Per-object access control relies on assigning unique identifiers (object names) to objects and organizing the object names in a hierarchical manner. CORBA deliberately avoids providing unique identifiers for objects, so implementing OO-DTE required inventing a specialized naming mechanism. There are several requirements for this mechanism:

  • An object can have, at most, one OO-DTE name.
  • There must be a means for the plug-in to determine the name of an object given a reference to the object, preferably without making a remote invocation.
  • The names must be organized in a hierarchical manner to allow easy association with type templates.
  • Object names must be assigned at object creation and thereafter be immutable. Objects cannot be named after creation.
An obvious candidate for naming objects is the CORBA Naming Service. However, the Naming Service does not provide a two-way association between objects and names. Given a name, it is possible to find the associated object using a Name Server. However, it is not possible to determine an object's name from a reference to the object. Furthermore, CORBA Naming provides for a many-to-one mapping between names and objects.

The OO-DTE prototypes use a combination of mechanisms to assign names to objects. First, the object name is bound to the object in a secure implementation of the Naming Service. The Naming Service provides structure to the naming hierarchy and ensures that object names are not re-used. Second, a 'stringified' form of the object name is stored in the object key portion of the object reference to provide the two-way association between the name and object. This allows the object name to be extracted from the object reference by the OO-DTE plug-in on the client side. Since object factories are responsible for creating and naming the object correctly, per-object access control requires a security-aware application.
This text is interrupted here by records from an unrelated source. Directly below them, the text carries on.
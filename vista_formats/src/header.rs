use std::fs::File;
use std::io::{BufReader, Read, Write};
use std::path::Path;

use crate::stream::{SnapshotReader, SnapshotWriter, StreamError};

/// Format revision stamped into every snapshot this crate writes.
pub const FORMAT_VERSION: &str = "1.0";

/// Fixed preamble of a snapshot: three u8-length-prefixed strings, in this
/// order, before any scene data.
#[derive(Debug, Clone, PartialEq, Eq)]
pub struct SaveHeader {
    pub version: String,
    pub preview: String,
    pub room: String,
}

pub fn read_header<R: Read>(reader: &mut SnapshotReader<R>) -> Result<SaveHeader, StreamError> {
    let version = reader.read_string8()?;
    let preview = reader.read_string8()?;
    let room = reader.read_string8()?;
    Ok(SaveHeader {
        version,
        preview,
        room,
    })
}

pub fn write_header<W: Write>(
    writer: &mut SnapshotWriter<W>,
    header: &SaveHeader,
) -> Result<(), StreamError> {
    writer.write_string8(&header.version)?;
    writer.write_string8(&header.preview)?;
    writer.write_string8(&header.room)?;
    Ok(())
}

/// Reads only the preamble of a snapshot file and returns its preview text,
/// for save-slot UIs that must not commit to a full restore. The whole header
/// goes through [`read_header`] so the preview is selected by field name, not
/// by stream position. The file handle is dropped before returning.
pub fn peek_preview<P: AsRef<Path>>(path: P) -> Result<String, StreamError> {
    let file = File::open(path.as_ref())?;
    let mut reader = SnapshotReader::new(BufReader::new(file));
    let header = read_header(&mut reader)?;
    Ok(header.preview)
}

#[cfg(test)]
mod tests {
    use super::*;
    use std::io::Cursor;
    use tempfile::NamedTempFile;

    fn encode(header: &SaveHeader) -> Vec<u8> {
        let mut writer = SnapshotWriter::new(Vec::new());
        write_header(&mut writer, header).unwrap();
        writer.into_inner()
    }

    #[test]
    fn header_round_trips() {
        let header = SaveHeader {
            version: FORMAT_VERSION.to_string(),
            preview: "Atrium, day 3".to_string(),
            room: "atrium".to_string(),
        };
        let bytes = encode(&header);
        let mut reader = SnapshotReader::new(Cursor::new(bytes));
        assert_eq!(read_header(&mut reader).unwrap(), header);
    }

    #[test]
    fn empty_fields_round_trip() {
        let header = SaveHeader {
            version: String::new(),
            preview: String::new(),
            room: String::new(),
        };
        let bytes = encode(&header);
        assert_eq!(bytes, vec![0, 0, 0]);
        let mut reader = SnapshotReader::new(Cursor::new(bytes));
        assert_eq!(read_header(&mut reader).unwrap(), header);
    }

    #[test]
    fn maximum_length_fields_round_trip() {
        let header = SaveHeader {
            version: "v".repeat(255),
            preview: "p".repeat(255),
            room: "r".repeat(255),
        };
        let bytes = encode(&header);
        let mut reader = SnapshotReader::new(Cursor::new(bytes));
        assert_eq!(read_header(&mut reader).unwrap(), header);
    }

    #[test]
    fn truncated_header_is_fatal() {
        let header = SaveHeader {
            version: "1.0".to_string(),
            preview: "cut short".to_string(),
            room: "atrium".to_string(),
        };
        let mut bytes = encode(&header);
        bytes.truncate(6);
        let mut reader = SnapshotReader::new(Cursor::new(bytes));
        match read_header(&mut reader) {
            Err(StreamError::Truncated) => {}
            other => panic!("expected truncation, got {other:?}"),
        }
    }

    #[test]
    fn peek_returns_preview_and_is_idempotent() {
        let header = SaveHeader {
            version: FORMAT_VERSION.to_string(),
            preview: "Lighthouse at dusk".to_string(),
            room: "lighthouse".to_string(),
        };
        let file = NamedTempFile::new().unwrap();
        std::fs::write(file.path(), encode(&header)).unwrap();

        assert_eq!(peek_preview(file.path()).unwrap(), "Lighthouse at dusk");
        // A second peek over the unmodified file sees the same preview.
        assert_eq!(peek_preview(file.path()).unwrap(), "Lighthouse at dusk");
    }
}
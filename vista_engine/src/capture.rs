use std::io::Write;

use anyhow::{Context, Result};
use vista_formats::{write_header, SaveHeader, SnapshotWriter, FORMAT_VERSION};

use crate::scene::Room;
use crate::state::{Camera, EngineConfig};

/// Saved form of a live timer. Callbacks travel as Lua source chunks; the
/// restorer loads whatever bytes are stored here without interpreting them.
#[derive(Debug, Clone)]
pub struct TimerSnapshot {
    pub trigger: f64,
    pub time_left: f64,
    pub loopable: bool,
    pub callback: Vec<u8>,
}

/// Writes a complete snapshot of the given live state in the fixed section
/// order the restorer expects: header, script data, spot toggles, audio
/// toggles, timers, camera, control mode.
pub fn write_snapshot<W: Write>(
    out: W,
    preview: &str,
    statements: &[String],
    room: &Room,
    timers: &[TimerSnapshot],
    camera: &Camera,
    config: &EngineConfig,
) -> Result<()> {
    let mut writer = SnapshotWriter::new(out);

    let header = SaveHeader {
        version: FORMAT_VERSION.to_string(),
        preview: preview.to_string(),
        room: room.name.clone(),
    };
    write_header(&mut writer, &header).context("writing snapshot header")?;

    let statement_count =
        u32::try_from(statements.len()).context("too many script statements for snapshot")?;
    writer
        .write_u32(statement_count)
        .context("writing script statement count")?;
    for statement in statements {
        writer
            .write_string16(statement)
            .context("writing script statement")?;
    }

    let node_count = u16::try_from(room.nodes.len()).context("too many nodes for snapshot")?;
    writer.write_u16(node_count).context("writing node count")?;
    for node in &room.nodes {
        let spot_count = u16::try_from(node.spots.len())
            .with_context(|| format!("too many spots in node '{}'", node.name))?;
        writer.write_u16(spot_count).context("writing spot count")?;
        for spot in &node.spots {
            writer
                .write_u8(spot.enabled as u8)
                .context("writing spot flag")?;
        }
    }

    let audio_count = u16::try_from(room.audio.len()).context("too many audio channels")?;
    writer.write_u16(audio_count).context("writing audio count")?;
    for channel in &room.audio {
        writer
            .write_u8(channel.state.as_code())
            .context("writing audio state")?;
    }

    let timer_count = u16::try_from(timers.len()).context("too many timers for snapshot")?;
    writer.write_u16(timer_count).context("writing timer count")?;
    for timer in timers {
        writer
            .write_u8(timer.loopable as u8)
            .context("writing loopable flag")?;
        writer
            .write_string8(&timer.trigger.to_string())
            .context("writing trigger time")?;
        writer
            .write_string8(&timer.time_left.to_string())
            .context("writing time left")?;
        writer
            .write_blob16(&timer.callback)
            .context("writing timer callback")?;
    }

    writer
        .write_u16(camera.horizontal_angle)
        .context("writing horizontal camera angle")?;
    writer
        .write_u16(camera.vertical_angle)
        .context("writing vertical camera angle")?;

    writer
        .write_u8(config.control_mode.as_code())
        .context("writing control mode")?;

    Ok(())
}

#[cfg(test)]
mod tests {
    use super::*;
    use mlua::Lua;

    use crate::restore::{RestoreContext, SnapshotRestorer};
    use crate::scene::{grid_room, AudioState};
    use crate::state::ControlMode;
    use crate::timers::TimerRegistry;

    #[test]
    fn captured_snapshot_restores_onto_identical_scene() {
        let mut source_room = grid_room(2, 2, 2);
        source_room.nodes[0].spots[1].disable();
        source_room.nodes[1].spots[0].disable();
        source_room.audio[0].play();
        source_room.audio[1].pause();
        let mut camera = Camera::default();
        camera.set_angle_horizontal(180);
        camera.set_angle_vertical(30);
        let config = EngineConfig {
            control_mode: ControlMode::Free,
        };
        let statements = vec!["journal = { entries = 7 }".to_string()];
        let timers = vec![TimerSnapshot {
            trigger: 12.0,
            time_left: 9.0,
            loopable: false,
            callback: b"journal.entries = journal.entries + 1".to_vec(),
        }];

        let mut bytes = Vec::new();
        write_snapshot(
            &mut bytes,
            "Atrium, day 3",
            &statements,
            &source_room,
            &timers,
            &camera,
            &config,
        )
        .unwrap();

        // A freshly constructed scene with the same structure.
        let lua = Lua::new();
        let mut live_room = grid_room(2, 2, 2);
        live_room.name = source_room.name.clone();
        let mut live_timers = TimerRegistry::new();
        let mut live_camera = Camera::default();
        let mut live_config = EngineConfig::default();

        let restorer = SnapshotRestorer::new(std::io::Cursor::new(bytes));
        let report = restorer
            .run(RestoreContext {
                lua: &lua,
                room: &mut live_room,
                timers: &mut live_timers,
                camera: &mut live_camera,
                config: &mut live_config,
            })
            .unwrap();

        assert_eq!(report.preview, "Atrium, day 3");
        assert_eq!(report.room, "test_room");
        assert!(report.warnings.is_empty());
        assert_eq!(report.statements_executed, 1);
        assert_eq!(report.statement_failures, 0);
        assert_eq!(report.timers_restored, 1);

        assert!(live_room.nodes[0].spots[0].enabled);
        assert!(!live_room.nodes[0].spots[1].enabled);
        assert!(!live_room.nodes[1].spots[0].enabled);
        assert_eq!(live_room.audio[0].state, AudioState::Playing);
        assert_eq!(live_room.audio[1].state, AudioState::Paused);
        assert_eq!(live_camera.horizontal_angle, 180);
        assert_eq!(live_camera.vertical_angle, 30);
        assert_eq!(live_config.control_mode, ControlMode::Free);

        let entries: i64 = lua
            .load("return journal.entries")
            .eval()
            .unwrap();
        assert_eq!(entries, 7);
        let elapsed = live_timers.now() - live_timers.timers()[0].last_time;
        assert!((elapsed - 3.0).abs() < 0.5);
    }

    #[test]
    fn captured_snapshot_survives_drift_onto_smaller_scene() {
        let source_room = grid_room(4, 3, 3);
        let mut bytes = Vec::new();
        write_snapshot(
            &mut bytes,
            "drifted",
            &[],
            &source_room,
            &[],
            &Camera::default(),
            &EngineConfig::default(),
        )
        .unwrap();

        let lua = Lua::new();
        let mut live_room = grid_room(2, 1, 1);
        let mut live_timers = TimerRegistry::new();
        let mut live_camera = Camera::default();
        let mut live_config = EngineConfig::default();

        let restorer = SnapshotRestorer::new(std::io::Cursor::new(bytes));
        let report = restorer
            .run(RestoreContext {
                lua: &lua,
                room: &mut live_room,
                timers: &mut live_timers,
                camera: &mut live_camera,
                config: &mut live_config,
            })
            .unwrap();

        // Every section after the drifted ones still decoded correctly.
        assert_eq!(report.timers_restored, 0);
        // Node, two spot, and audio count mismatches.
        assert_eq!(report.warnings.len(), 4);
    }
}
use std::io::{self, Read, Write};

use byteorder::{BigEndian, ReadBytesExt, WriteBytesExt};
use thiserror::Error;

/// Failures surfaced by the snapshot stream primitives.
///
/// Truncation is deliberately its own variant: a read that comes up short is
/// the one unrecoverable condition for a restore, while a zero-length prefix
/// is an ordinary empty field and never an error.
#[derive(Debug, Error)]
pub enum StreamError {
    #[error("snapshot stream ended mid-field")]
    Truncated,
    #[error("snapshot stream I/O failure: {0}")]
    Io(#[from] io::Error),
    #[error("field is {len} bytes, larger than its {limit}-byte length prefix allows")]
    FieldTooLong { len: usize, limit: usize },
}

fn map_read_err(err: io::Error) -> StreamError {
    if err.kind() == io::ErrorKind::UnexpectedEof {
        StreamError::Truncated
    } else {
        StreamError::Io(err)
    }
}

/// Big-endian reader over a snapshot byte source. Every record in the format
/// is positional, so the reader only ever moves forward.
#[derive(Debug)]
pub struct SnapshotReader<R> {
    inner: R,
}

impl<R: Read> SnapshotReader<R> {
    pub fn new(inner: R) -> Self {
        SnapshotReader { inner }
    }

    pub fn read_u8(&mut self) -> Result<u8, StreamError> {
        self.inner.read_u8().map_err(map_read_err)
    }

    pub fn read_u16(&mut self) -> Result<u16, StreamError> {
        self.inner.read_u16::<BigEndian>().map_err(map_read_err)
    }

    pub fn read_u32(&mut self) -> Result<u32, StreamError> {
        self.inner.read_u32::<BigEndian>().map_err(map_read_err)
    }

    /// Reads exactly `len` bytes; a short read is a truncated stream.
    pub fn read_bytes(&mut self, len: usize) -> Result<Vec<u8>, StreamError> {
        let mut buf = vec![0u8; len];
        self.inner.read_exact(&mut buf).map_err(map_read_err)?;
        Ok(buf)
    }

    /// Reads a u8 length prefix followed by that many bytes.
    pub fn read_blob8(&mut self) -> Result<Vec<u8>, StreamError> {
        let len = self.read_u8()? as usize;
        self.read_bytes(len)
    }

    /// Reads a u16 length prefix followed by that many bytes.
    pub fn read_blob16(&mut self) -> Result<Vec<u8>, StreamError> {
        let len = self.read_u16()? as usize;
        self.read_bytes(len)
    }

    pub fn read_string8(&mut self) -> Result<String, StreamError> {
        let bytes = self.read_blob8()?;
        Ok(String::from_utf8_lossy(&bytes).into_owned())
    }

    pub fn read_string16(&mut self) -> Result<String, StreamError> {
        let bytes = self.read_blob16()?;
        Ok(String::from_utf8_lossy(&bytes).into_owned())
    }

    /// Consumes and discards `len` bytes. Used to drain records the live
    /// scene has no counterpart for; running out of bytes is still fatal.
    pub fn skip(&mut self, len: u64) -> Result<(), StreamError> {
        let copied = io::copy(&mut self.inner.by_ref().take(len), &mut io::sink())?;
        if copied < len {
            return Err(StreamError::Truncated);
        }
        Ok(())
    }
}

/// Big-endian writer producing the same positional layout the reader walks.
#[derive(Debug)]
pub struct SnapshotWriter<W> {
    inner: W,
}

impl<W: Write> SnapshotWriter<W> {
    pub fn new(inner: W) -> Self {
        SnapshotWriter { inner }
    }

    pub fn write_u8(&mut self, value: u8) -> Result<(), StreamError> {
        self.inner.write_u8(value)?;
        Ok(())
    }

    pub fn write_u16(&mut self, value: u16) -> Result<(), StreamError> {
        self.inner.write_u16::<BigEndian>(value)?;
        Ok(())
    }

    pub fn write_u32(&mut self, value: u32) -> Result<(), StreamError> {
        self.inner.write_u32::<BigEndian>(value)?;
        Ok(())
    }

    pub fn write_blob8(&mut self, bytes: &[u8]) -> Result<(), StreamError> {
        let len = u8::try_from(bytes.len()).map_err(|_| StreamError::FieldTooLong {
            len: bytes.len(),
            limit: u8::MAX as usize,
        })?;
        self.inner.write_u8(len)?;
        self.inner.write_all(bytes)?;
        Ok(())
    }

    pub fn write_blob16(&mut self, bytes: &[u8]) -> Result<(), StreamError> {
        let len = u16::try_from(bytes.len()).map_err(|_| StreamError::FieldTooLong {
            len: bytes.len(),
            limit: u16::MAX as usize,
        })?;
        self.inner.write_u16::<BigEndian>(len)?;
        self.inner.write_all(bytes)?;
        Ok(())
    }

    pub fn write_string8(&mut self, text: &str) -> Result<(), StreamError> {
        self.write_blob8(text.as_bytes())
    }

    pub fn write_string16(&mut self, text: &str) -> Result<(), StreamError> {
        self.write_blob16(text.as_bytes())
    }

    pub fn into_inner(self) -> W {
        self.inner
    }
}

#[cfg(test)]
mod tests {
    use super::*;
    use std::io::Cursor;

    #[test]
    fn reads_big_endian_integers() {
        let data = vec![0x01, 0x02, 0x03, 0x04, 0x05, 0x06, 0x07];
        let mut reader = SnapshotReader::new(Cursor::new(data));
        assert_eq!(reader.read_u8().unwrap(), 0x01);
        assert_eq!(reader.read_u16().unwrap(), 0x0203);
        assert_eq!(reader.read_u32().unwrap(), 0x0405_0607);
    }

    #[test]
    fn truncated_integer_read_is_distinguishable() {
        let mut reader = SnapshotReader::new(Cursor::new(vec![0x01]));
        match reader.read_u16() {
            Err(StreamError::Truncated) => {}
            other => panic!("expected truncation, got {other:?}"),
        }
    }

    #[test]
    fn zero_length_prefix_is_a_valid_empty_field() {
        let mut reader = SnapshotReader::new(Cursor::new(vec![0x00]));
        assert_eq!(reader.read_string8().unwrap(), "");
    }

    #[test]
    fn length_prefixed_read_fails_on_short_payload() {
        // Prefix promises 5 bytes, only 2 follow.
        let mut reader = SnapshotReader::new(Cursor::new(vec![0x05, b'h', b'i']));
        match reader.read_string8() {
            Err(StreamError::Truncated) => {}
            other => panic!("expected truncation, got {other:?}"),
        }
    }

    #[test]
    fn skip_consumes_exactly_and_fails_short() {
        let mut reader = SnapshotReader::new(Cursor::new(vec![0xAA, 0xBB, 0xCC]));
        reader.skip(2).unwrap();
        assert_eq!(reader.read_u8().unwrap(), 0xCC);
        match reader.skip(1) {
            Err(StreamError::Truncated) => {}
            other => panic!("expected truncation, got {other:?}"),
        }
    }

    #[test]
    fn writer_round_trips_through_reader() {
        let mut writer = SnapshotWriter::new(Vec::new());
        writer.write_u16(0xBEEF).unwrap();
        writer.write_string8("room22").unwrap();
        writer.write_blob16(b"return 1").unwrap();
        let bytes = writer.into_inner();

        let mut reader = SnapshotReader::new(Cursor::new(bytes));
        assert_eq!(reader.read_u16().unwrap(), 0xBEEF);
        assert_eq!(reader.read_string8().unwrap(), "room22");
        assert_eq!(reader.read_blob16().unwrap(), b"return 1");
    }

    #[test]
    fn oversized_field_is_rejected_at_write_time() {
        let mut writer = SnapshotWriter::new(Vec::new());
        let long = "x".repeat(256);
        match writer.write_string8(&long) {
            Err(StreamError::FieldTooLong { len: 256, limit: 255 }) => {}
            other => panic!("expected FieldTooLong, got {other:?}"),
        }
    }
}
use std::fs;
use std::path::Path;

use anyhow::{Context, Result};
use serde::Deserialize;

/// A toggleable hotspot attached to a node. Restore flips `enabled` without
/// consulting the spot's own activation rules, matching save semantics.
#[derive(Debug, Clone)]
pub struct Spot {
    pub name: String,
    pub enabled: bool,
}

impl Spot {
    pub fn new(name: impl Into<String>) -> Self {
        Spot {
            name: name.into(),
            enabled: true,
        }
    }

    pub fn enable(&mut self) {
        self.enabled = true;
    }

    pub fn disable(&mut self) {
        self.enabled = false;
    }
}

/// A panorama node holding an ordered list of spots.
#[derive(Debug, Clone)]
pub struct Node {
    pub name: String,
    pub spots: Vec<Spot>,
}

impl Node {
    #[allow(dead_code)]
    pub fn new(name: impl Into<String>) -> Self {
        Node {
            name: name.into(),
            spots: Vec::new(),
        }
    }

    pub fn spot_count(&self) -> usize {
        self.spots.len()
    }
}

/// Playback state codes as they appear on the wire.
#[derive(Debug, Clone, Copy, PartialEq, Eq)]
pub enum AudioState {
    Initial,
    Playing,
    Paused,
    Stopped,
}

impl AudioState {
    pub fn from_code(code: u8) -> Option<Self> {
        match code {
            0 => Some(AudioState::Initial),
            1 => Some(AudioState::Playing),
            2 => Some(AudioState::Paused),
            3 => Some(AudioState::Stopped),
            _ => None,
        }
    }

    pub fn as_code(self) -> u8 {
        match self {
            AudioState::Initial => 0,
            AudioState::Playing => 1,
            AudioState::Paused => 2,
            AudioState::Stopped => 3,
        }
    }
}

/// An already-loaded audio handle owned by the room. The restorer only ever
/// drives the playback state; loading and mixing live elsewhere.
#[derive(Debug, Clone)]
pub struct AudioChannel {
    pub name: String,
    pub state: AudioState,
}

impl AudioChannel {
    pub fn new(name: impl Into<String>) -> Self {
        AudioChannel {
            name: name.into(),
            state: AudioState::Initial,
        }
    }

    pub fn is_playing(&self) -> bool {
        self.state == AudioState::Playing
    }

    pub fn play(&mut self) {
        self.state = AudioState::Playing;
    }

    pub fn pause(&mut self) {
        self.state = AudioState::Paused;
    }

    pub fn stop(&mut self) {
        self.state = AudioState::Stopped;
    }
}

/// The live room a snapshot is applied to. Constructed by the scene loader
/// before restore begins; the restorer never adds or removes entries here.
#[derive(Debug, Clone)]
pub struct Room {
    pub name: String,
    pub nodes: Vec<Node>,
    pub audio: Vec<AudioChannel>,
}

impl Room {
    #[allow(dead_code)]
    pub fn new(name: impl Into<String>) -> Self {
        Room {
            name: name.into(),
            nodes: Vec::new(),
            audio: Vec::new(),
        }
    }

    pub fn node_count(&self) -> usize {
        self.nodes.len()
    }

    pub fn has_nodes(&self) -> bool {
        !self.nodes.is_empty()
    }

    pub fn node(&self, index: usize) -> Option<&Node> {
        self.nodes.get(index)
    }

    pub fn node_mut(&mut self, index: usize) -> Option<&mut Node> {
        self.nodes.get_mut(index)
    }

    pub fn from_manifest_file<P: AsRef<Path>>(path: P) -> Result<Self> {
        let text = fs::read_to_string(path.as_ref())
            .with_context(|| format!("reading scene manifest {}", path.as_ref().display()))?;
        let manifest: RoomManifest = serde_json::from_str(&text)
            .with_context(|| format!("parsing scene manifest {}", path.as_ref().display()))?;
        Ok(Room::from_manifest(manifest))
    }

    pub fn from_manifest(manifest: RoomManifest) -> Self {
        let nodes = manifest
            .nodes
            .into_iter()
            .map(|node| Node {
                name: node.name,
                spots: node.spots.into_iter().map(Spot::new).collect(),
            })
            .collect();
        let audio = manifest.audio.into_iter().map(AudioChannel::new).collect();
        Room {
            name: manifest.name,
            nodes,
            audio,
        }
    }
}

/// JSON description of the live scene the host constructs before restoring.
/// Stands in for the scene-definition scripts a full engine would execute.
#[derive(Debug, Deserialize)]
pub struct RoomManifest {
    pub name: String,
    #[serde(default)]
    pub nodes: Vec<NodeManifest>,
    #[serde(default)]
    pub audio: Vec<String>,
}

#[derive(Debug, Deserialize)]
pub struct NodeManifest {
    pub name: String,
    #[serde(default)]
    pub spots: Vec<String>,
}

/// Forward-only cursor over an owned ordered sequence. Reconciliation walks
/// live nodes and spots through this instead of a shared live iterator, so
/// the walk cannot alias scene mutation happening elsewhere.
#[derive(Debug, Clone, Copy)]
pub struct SceneCursor {
    position: usize,
    len: usize,
}

impl SceneCursor {
    pub fn begin(len: usize) -> Self {
        SceneCursor { position: 0, len }
    }

    /// Index of the current element, or `None` once the cursor is exhausted.
    pub fn current(&self) -> Option<usize> {
        (self.position < self.len).then_some(self.position)
    }

    /// Steps forward; returns false once the cursor has moved past the end.
    pub fn advance(&mut self) -> bool {
        if self.position < self.len {
            self.position += 1;
        }
        self.position < self.len
    }
}

#[cfg(test)]
pub(crate) fn grid_room(nodes: usize, spots_per_node: usize, audio: usize) -> Room {
    let mut room = Room::new("test_room");
    for n in 0..nodes {
        let mut node = Node::new(format!("node{n}"));
        for s in 0..spots_per_node {
            node.spots.push(Spot::new(format!("spot{n}_{s}")));
        }
        room.nodes.push(node);
    }
    for a in 0..audio {
        room.audio.push(AudioChannel::new(format!("audio{a}")));
    }
    room
}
However, the impact is limited to the factory.

4.4 Policy Distribution and Synchronization

OO-DTE takes a decentralized approach to authorization decisions in order to keep policy information close to OO-DTE enforcement mechanisms, which are resident in client and server plug-ins, and provide faster access decisions than could be obtained by consulting with a centralized access decision server. With this approach, however, all policy changes must potentially be propagated to multiple hosts to ensure consistent policy enforcement. The OO-DTE prototype provides a central point of control for policy changes and distribution. Policy update notifications are pushed from this point to individual OO-DTE hosts, providing loose synchronization of policy changes.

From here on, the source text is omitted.